Report each line from the listing that the string "sltu" appears in.
Source data: Begin
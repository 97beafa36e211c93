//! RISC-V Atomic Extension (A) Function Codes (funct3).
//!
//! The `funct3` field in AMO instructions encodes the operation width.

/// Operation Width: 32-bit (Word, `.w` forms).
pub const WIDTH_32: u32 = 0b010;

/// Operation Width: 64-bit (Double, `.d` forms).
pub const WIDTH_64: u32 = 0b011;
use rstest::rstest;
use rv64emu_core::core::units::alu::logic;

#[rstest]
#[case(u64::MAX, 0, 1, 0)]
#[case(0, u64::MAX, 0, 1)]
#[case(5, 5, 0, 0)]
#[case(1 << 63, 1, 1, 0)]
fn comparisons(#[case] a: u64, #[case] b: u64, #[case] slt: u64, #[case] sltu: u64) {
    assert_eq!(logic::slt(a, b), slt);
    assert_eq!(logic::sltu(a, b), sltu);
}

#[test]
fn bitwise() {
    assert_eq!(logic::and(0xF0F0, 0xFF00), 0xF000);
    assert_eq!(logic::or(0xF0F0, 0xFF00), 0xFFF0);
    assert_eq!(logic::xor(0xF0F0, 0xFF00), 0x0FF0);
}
Source data: End
Source data: Begin
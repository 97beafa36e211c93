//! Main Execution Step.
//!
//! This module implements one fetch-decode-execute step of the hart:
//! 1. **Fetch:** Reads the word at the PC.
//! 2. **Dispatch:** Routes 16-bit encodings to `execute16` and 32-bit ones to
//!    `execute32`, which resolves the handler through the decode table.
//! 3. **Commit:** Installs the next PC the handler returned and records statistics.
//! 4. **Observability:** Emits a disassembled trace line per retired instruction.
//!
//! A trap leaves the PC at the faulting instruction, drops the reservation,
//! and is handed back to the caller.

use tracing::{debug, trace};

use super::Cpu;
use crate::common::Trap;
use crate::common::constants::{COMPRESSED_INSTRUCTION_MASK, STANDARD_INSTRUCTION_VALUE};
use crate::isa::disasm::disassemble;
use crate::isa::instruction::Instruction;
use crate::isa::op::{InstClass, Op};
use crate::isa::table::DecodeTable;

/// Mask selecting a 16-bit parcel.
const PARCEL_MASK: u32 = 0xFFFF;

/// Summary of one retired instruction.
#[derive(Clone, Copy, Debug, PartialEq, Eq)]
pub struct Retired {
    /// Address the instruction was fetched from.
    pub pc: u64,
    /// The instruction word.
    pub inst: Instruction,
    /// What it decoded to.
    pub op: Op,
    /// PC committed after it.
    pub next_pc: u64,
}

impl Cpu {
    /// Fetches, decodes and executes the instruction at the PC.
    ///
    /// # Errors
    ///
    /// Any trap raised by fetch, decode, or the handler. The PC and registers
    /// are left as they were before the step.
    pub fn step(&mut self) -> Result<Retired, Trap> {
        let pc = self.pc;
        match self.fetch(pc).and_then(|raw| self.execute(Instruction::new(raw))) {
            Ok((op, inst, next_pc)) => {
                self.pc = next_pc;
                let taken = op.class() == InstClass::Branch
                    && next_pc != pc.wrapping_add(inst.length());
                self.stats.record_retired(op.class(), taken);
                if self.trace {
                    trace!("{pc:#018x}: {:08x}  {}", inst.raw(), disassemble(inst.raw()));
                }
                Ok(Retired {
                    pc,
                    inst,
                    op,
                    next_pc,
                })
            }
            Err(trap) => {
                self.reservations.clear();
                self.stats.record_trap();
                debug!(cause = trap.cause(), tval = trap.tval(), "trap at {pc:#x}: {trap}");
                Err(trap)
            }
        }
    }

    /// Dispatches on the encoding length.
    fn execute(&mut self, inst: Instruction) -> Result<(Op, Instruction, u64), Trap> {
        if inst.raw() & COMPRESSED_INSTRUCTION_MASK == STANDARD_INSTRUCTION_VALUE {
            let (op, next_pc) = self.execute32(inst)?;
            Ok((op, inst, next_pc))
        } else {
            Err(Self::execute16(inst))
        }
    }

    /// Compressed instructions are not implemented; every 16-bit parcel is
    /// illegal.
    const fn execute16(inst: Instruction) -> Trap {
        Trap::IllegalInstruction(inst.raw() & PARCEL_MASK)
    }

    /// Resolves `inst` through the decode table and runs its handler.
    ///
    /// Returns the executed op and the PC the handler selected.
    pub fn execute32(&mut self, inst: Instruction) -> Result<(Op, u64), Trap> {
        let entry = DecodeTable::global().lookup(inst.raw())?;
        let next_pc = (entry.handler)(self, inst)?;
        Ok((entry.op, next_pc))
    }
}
Source data: End
• _Reply to the exercise_:
fn comparisons(#[case] a: u64, #[case] b: u64, #[case] slt: u64, #[case] sltu: u64) {
    assert_eq!(logic::sltu(a, b), sltu);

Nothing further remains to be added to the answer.